PROVIDED ENTRIES >>
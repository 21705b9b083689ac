pub mod catalog_api;
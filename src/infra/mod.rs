pub mod databus;
#[tokio::main]
async fn main() -> Result<()> {
    dotenvy::dotenv().ok(); // Load .env file

    let cli = Cli::parse();
    let config = Config::load(cli.config.as_deref())?;

    // Logging setup: colored stderr + JSON rolling log file
    let log_file_path = std::env::var("LOG_FILE_PATH")
        .ok()
        .or_else(|| config.logging.file_path.clone())
        .unwrap_or_else(|| "logs/databus.log".to_string());
    let log_dir = Path::new(&log_file_path)
        .parent()
        .filter(|p| !p.as_os_str().is_empty())
        .unwrap_or(Path::new("."));
    let log_file_name = Path::new(&log_file_path)
        .file_name()
        .unwrap_or(OsStr::new("databus.log"));

    let file_appender = tracing_appender::rolling::daily(log_dir, log_file_name);
    let (non_blocking_file, _file_guard) = tracing_appender::non_blocking(file_appender);

    let level = if cli.verbose { "debug" } else { config.logging.level.as_str() };
    let stderr_layer = fmt::layer()
        .with_target(true)
        .with_span_events(FmtSpan::CLOSE)
        .with_ansi(true)
        .with_writer(std::io::stderr)
        .with_filter(EnvFilter::from_env("RUST_LOG").add_directive(level.parse()?));

    let json_layer = fmt::layer()
        .json()
        .with_current_span(true)
        .with_span_list(true)
        .with_writer(non_blocking_file)
        .with_filter(EnvFilter::from_env("RUST_LOG_JSON").add_directive("debug".parse()?));

    tracing_subscriber::registry()
        .with(stderr_layer)
        .with(json_layer)
        .init();

    match cli.command {
        Commands::Api { command } => {
            let client = DatabusClient::from_config(&config.api)?;
            run_api(&client, command).await?;
        }
        Commands::Gtfs { command } => run_gtfs(command)?,
        Commands::ConfigShow => {
            let mut shown = config.clone();
            if shown.api.api_key.is_some() {
                shown.api.api_key = Some("***".to_string());
            }
            println!("{}", serde_json::to_string_pretty(&shown)?);
        }
    }

    Ok(())
}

ASSIGNMENT >>
Repeat exactly the lines above, starting with the first line of the records and finishing with the line holding "let cli = Cli::parse();". Add no other line.

REPLY >>
repository 21705b9b083689ac
pub mod catalog_api;
filename src/infra/mod.rs
pub mod databus;
#[tokio::main]
async fn main() -> Result<()> {
    dotenvy::dotenv().ok(); // Load .env file

    let cli = Cli::parse();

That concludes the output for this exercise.